Perbedaan antara mobil rakitan Amerika dan mobil buatan Jepang kini disebut langsung oleh Toyota dan Nissan di laman resmi mereka di Jepang. Kedua pabrikan itu bahkan memberi peringatan bahwa kualitas unit impor dari Amerika mungkin tidak setara dengan model yang dirakit di Jepang.
Peringatan tersebut muncul saat Tundra, Highlander, dan Murano mulai masuk ke pasar Jepang dalam format kendaraan buatan Amerika. Langkah itu menjadi sorotan karena pemerintah Jepang justru tengah membuka ruang bagi impor mobil dari AS setelah perjanjian dagang 2025 yang ditandatangani Presiden Trump.
Nissan menyoroti perbedaan Murano
Nissan memberi catatan khusus untuk Murano di situs Jepang. Dalam keterangan itu, Murano disebut diproduksi dengan spesifikasi untuk pasar luar negeri dan berbeda dari standar kualitas mobil untuk pasar domestik Jepang.
Pabrikan itu juga menyebut adanya kemungkinan sisa sealant, partikel debu pada cat, dan perbedaan pada panel gap. Namun Nissan menegaskan bahwa kondisi tersebut tidak memengaruhi fungsi atau performa kendaraan, sehingga mobil tetap bisa digunakan dengan percaya diri.
Masalah lain yang langsung terasa bagi pembeli Jepang adalah konfigurasi dan antarmuka. Murano versi ekspor dari Amerika memakai setir kiri, sementara pasar Jepang menggunakan setir kanan.
Selain itu, panel instrumen dan display audio pada Murano hanya mendukung bahasa Inggris, Spanyol, dan Prancis. Bahasa Jepang tidak tersedia, sehingga pengalaman berkendara bisa terasa jauh dari kebiasaan konsumen lokal.

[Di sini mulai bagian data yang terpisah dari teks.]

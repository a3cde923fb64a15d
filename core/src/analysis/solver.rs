use futures_util::future::LocalBoxFuture;
use minewarp_protocol::{BoardRequest, BoardResponse, EndgameResponse};
use thiserror::Error;

use crate::*;

#[derive(Error, Debug, Clone, PartialEq)]
pub enum SolverError {
    #[error("solver call failed: {0}")]
    Transport(String),
    #[error("solver returned {actual} probabilities for a board of {expected} cells")]
    ShapeMismatch { expected: usize, actual: usize },
    #[error("solver returned a non-finite probability at {0:?}")]
    NonFinite(Coord2),
    #[error("solver returned a non-finite win probability")]
    NonFiniteWinProbability,
    #[error("solver suggested move ({row}, {col}) outside the board")]
    MoveOutOfBounds { row: u32, col: u32 },
}

/// External constraint solver.
///
/// Calls may complete in any order; callers tag each request with a generation
/// and drop answers that arrive late.
pub trait MineSolver {
    fn solve_board<'a>(
        &'a self,
        request: &'a BoardRequest,
    ) -> LocalBoxFuture<'a, Result<BoardResponse, SolverError>>;

    fn solve_endgame<'a>(
        &'a self,
        request: &'a BoardRequest,
    ) -> LocalBoxFuture<'a, Result<EndgameResponse, SolverError>>;
}

/// Encodes `query`, asks for per-cell probabilities and validates the answer.
pub async fn query_probabilities<S>(
    solver: &S,
    query: &BoardQuery,
) -> Result<BoardSolution, SolverError>
where
    S: MineSolver + ?Sized,
{
    let request = query.to_request();
    let response = solver.solve_board(&request).await?;
    query.decode_board(response)
}

pub async fn query_endgame<S>(solver: &S, query: &BoardQuery) -> Result<EndgameSolution, SolverError>
where
    S: MineSolver + ?Sized,
{
    let request = query.to_request();
    let response = solver.solve_endgame(&request).await?;
    query.decode_endgame(response)
}
use serde::{Deserialize, Serialize};

use crate::*;

#[derive(Copy, Clone, Debug, PartialEq, Eq, Serialize, Deserialize)]
pub enum GameOutcome {
    Won,
    Lost,
}

/// Signals for the embedding UI, drained after every call into a session.
#[derive(Clone, Debug, PartialEq, Serialize, Deserialize)]
pub enum SessionEvent {
    TimerTick { elapsed_secs: u64 },
    FlagsChanged { mines_left: i32 },
    GameOver { outcome: GameOutcome, elapsed_secs: u64 },
    EnergyChanged { pool: f64 },
    /// Board contents changed; analysis needs a refresh if it is on.
    BoardMutated,
    AnalysisUpdated,
    Alert(String),
}

/// Pending events in the order they were raised.
#[derive(Clone, Debug, Default)]
pub struct EventQueue {
    events: Vec<SessionEvent>,
}

impl EventQueue {
    pub fn push(&mut self, event: SessionEvent) {
        self.events.push(event);
    }

    pub fn alert(&mut self, message: impl ToString) {
        self.push(SessionEvent::Alert(message.to_string()));
    }

    pub fn drain(&mut self) -> Vec<SessionEvent> {
        core::mem::take(&mut self.events)
    }

    pub fn is_empty(&self) -> bool {
        self.events.is_empty()
    }

    pub fn iter(&self) -> impl Iterator<Item = &SessionEvent> {
        self.events.iter()
    }
}

/// Moves orchestrator notices into the queue as alerts.
pub(crate) fn forward_notices(analysis: &mut AnalysisOrchestrator, events: &mut EventQueue) {
    for notice in analysis.drain_notices() {
        events.alert(notice);
    }
    events.push(SessionEvent::AnalysisUpdated);
}

#[cfg(test)]
mod tests {
    use super::*;

    #[test]
    fn drain_empties_queue_in_order() {
        let mut queue = EventQueue::default();
        queue.push(SessionEvent::BoardMutated);
        queue.alert(AnalysisNotice::AllCoinFlips);

        let events = queue.drain();

        assert_eq!(
            events,
            vec![
                SessionEvent::BoardMutated,
                SessionEvent::Alert("Every remaining cell is a coin flip.".into()),
            ]
        );
        assert!(queue.is_empty());
    }
}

Toyota menampilkan peringatan serupa
Toyota juga menaruh peringatan pada laman Jepang untuk Tundra dan Highlander. Di sana, Toyota menyebut mobil tersebut dirancang untuk pasar luar negeri dan pembeli bisa menemukan cat yang lebih tipis, bekas poles, atau bahkan penyok pada bodi.
Perbedaan tersebut tidak berhenti pada sisi kosmetik. Kendaraan impor itu juga memiliki sejumlah fitur yang tidak sepenuhnya cocok dengan kebutuhan pasar Jepang.
Pada Murano, NissanConnect tidak tersedia di Jepang. Selain itu, radio AM/FM tidak berfungsi, reverse buzzer tidak bekerja, dan kendaraan ini tidak dapat menerima atau menampilkan sinyal TV digital terestrial.
Tetap memenuhi syarat untuk dijual di Jepang
Meski memiliki banyak keterbatasan, mobil-mobil itu tetap dilengkapi perlengkapan yang diwajibkan untuk pasar Jepang. Baik model Nissan maupun Toyota disebut hadir dengan emergency smoke flares dan bracket pelat nomor unik agar sesuai standar penjualan setempat.
Kehadiran perlengkapan tersebut membuat mobil buatan Amerika itu tetap legal dipasarkan di Jepang. Namun peringatan dari Toyota dan Nissan menunjukkan bahwa legal untuk dijual tidak selalu berarti setara dengan kualitas dan penyesuaian mobil yang dirakit langsung di Jepang.